O pesquisador elaborou o projeto “Integração de dados de interesse na investigação da dispersão dos principais arbovírus circulantes em cada região do estado do Rio de Janeiro — Uma abordagem de saúde digital”, que combina dados epidemiológicos, climáticos, populacionais e genômicos para compreender a dispersão dos arbovírus no estado.

A análise de dados revelou padrões sazonais de surtos entre 2015 e 2023. Picos significativos de dengue ocorreram em 2015, 2016 e 2019, mas surtos de zika e chikungunya apresentaram dinâmicas distintas. O estudo mostrou que a integração de bases de dados é essencial para medidas de controle para diferentes regiões fluminenses, já que áreas menos populosas surpreendentemente apresentaram maior incidência de arboviroses.

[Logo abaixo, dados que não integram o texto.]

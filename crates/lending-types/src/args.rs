//! Caller-supplied arguments for lending operations and queries.
//!
//! Amounts are big integers; the builder decides per protocol version whether
//! they travel as JSON numbers or as decimal strings.

use crate::{ObjectId, SuiAddress, U256};
use std::fmt;

/// Deposit into a local pool.
#[derive(Debug, Clone, PartialEq, Eq)]
pub struct SupplyArgs {
	pub pool: ObjectId,
	/// `vector<Coin<CoinType>>` merged into the deposit.
	pub deposit_coins: Vec<ObjectId>,
	pub deposit_amount: U256,
	/// `vector<Coin<SUI>>` paying the wormhole message fee. Legacy only.
	pub bridge_fee_coins: Vec<ObjectId>,
	pub bridge_fee_amount: U256,
}

/// Withdraw to the signer on Sui.
#[derive(Debug, Clone, PartialEq, Eq)]
pub struct WithdrawLocalArgs {
	pub pool: ObjectId,
	pub amount: U256,
}

/// Withdraw to a receiver on another chain.
#[derive(Debug, Clone, PartialEq, Eq)]
pub struct WithdrawRemoteArgs {
	pub pool: ObjectId,
	/// Receiver address bytes on the destination chain.
	pub receiver: Vec<u8>,
	pub dst_chain: u16,
	pub amount: U256,
	pub bridge_fee_coins: Vec<ObjectId>,
	pub bridge_fee_amount: U256,
}

/// Borrow to the signer on Sui.
#[derive(Debug, Clone, PartialEq, Eq)]
pub struct BorrowLocalArgs {
	pub pool: ObjectId,
	pub amount: U256,
}

/// Borrow to a receiver on another chain.
#[derive(Debug, Clone, PartialEq, Eq)]
pub struct BorrowRemoteArgs {
	pub pool: ObjectId,
	pub receiver: Vec<u8>,
	pub dst_chain: u16,
	pub amount: U256,
	pub bridge_fee_coins: Vec<ObjectId>,
	pub bridge_fee_amount: U256,
}

#[derive(Debug, Clone, PartialEq, Eq)]
pub struct RepayArgs {
	pub pool: ObjectId,
	pub repay_coins: Vec<ObjectId>,
	pub repay_amount: U256,
	/// Legacy only.
	pub bridge_fee_coins: Vec<ObjectId>,
	pub bridge_fee_amount: U256,
}

/// Bind an address on another chain to the signer's dola user id.
#[derive(Debug, Clone, PartialEq, Eq)]
pub struct BindingArgs {
	pub bridge_fee_coins: Vec<ObjectId>,
	pub bridge_fee_amount: U256,
	pub dola_chain_id: u16,
	pub bind_address: String,
}

#[derive(Debug, Clone, PartialEq, Eq)]
pub struct UnbindingArgs {
	pub bridge_fee_coins: Vec<ObjectId>,
	pub bridge_fee_amount: U256,
	pub dola_chain_id: u16,
	pub unbind_address: String,
}

/// Identifies a lending pool in a query.
#[derive(Debug, Clone, PartialEq, Eq)]
pub enum PoolKey {
	/// Coin type name such as `0x2::sui::SUI`. Legacy deployments.
	Token(String),
	/// Protocol-wide pool id. Current deployments.
	Dola(u16),
}

impl fmt::Display for PoolKey {
	fn fmt(&self, f: &mut fmt::Formatter<'_>) -> fmt::Result {
		match self {
			PoolKey::Token(name) => write!(f, "token {}", name),
			PoolKey::Dola(id) => write!(f, "dola pool {}", id),
		}
	}
}

/// Identifies the user a query is about.
#[derive(Debug, Clone, PartialEq, Eq)]
pub enum UserKey {
	/// Sui address of the user. Legacy deployments.
	Address(SuiAddress),
	/// Protocol-wide user id, a decimal string. Current deployments.
	DolaUserId(String),
}

impl fmt::Display for UserKey {
	fn fmt(&self, f: &mut fmt::Formatter<'_>) -> fmt::Result {
		match self {
			UserKey::Address(address) => write!(f, "address {}", address),
			UserKey::DolaUserId(id) => write!(f, "dola user {}", id),
		}
	}
}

— Com os dados em mãos, os órgãos competentes podem desenvolver uma plataforma que faça uma análise automática e em tempo real de cada região para identificar como é a circulação desses vírus e tomar as medidas de controle preventivas específicas — explica Schuab.

Análises de semelhanças genéticas indicaram múltiplas entradas desses vírus no Rio, aumentando a disseminação de novas cepas no estado. Outra descoberta relevante foi a baixa correlação entre mudanças climáticas e a circulação de arbovírus, sugerindo que outros fatores podem ser mais determinantes na propagação dessas doenças.

Vigiar para prevenir

A pesquisa também reforçou a importância do acompanhamento de agentes causadores de doenças infecciosas em áreas mais vulneráveis. A integração de dados permite disseminar informações com maior eficácia, incentivando a população a aderir a campanhas de vacinação contra a dengue, cuja adesão ainda é baixa. A imunização é vista como um fator essencial para reduzir o impacto da doença e fortalecer a imunidade coletiva da população.

— Receber esse prêmio demonstra que eu fiz a escolha certa, que eu sou realizado academicamente e na batalha pela defesa do SUS — comemora o mestrando da Fiocruz.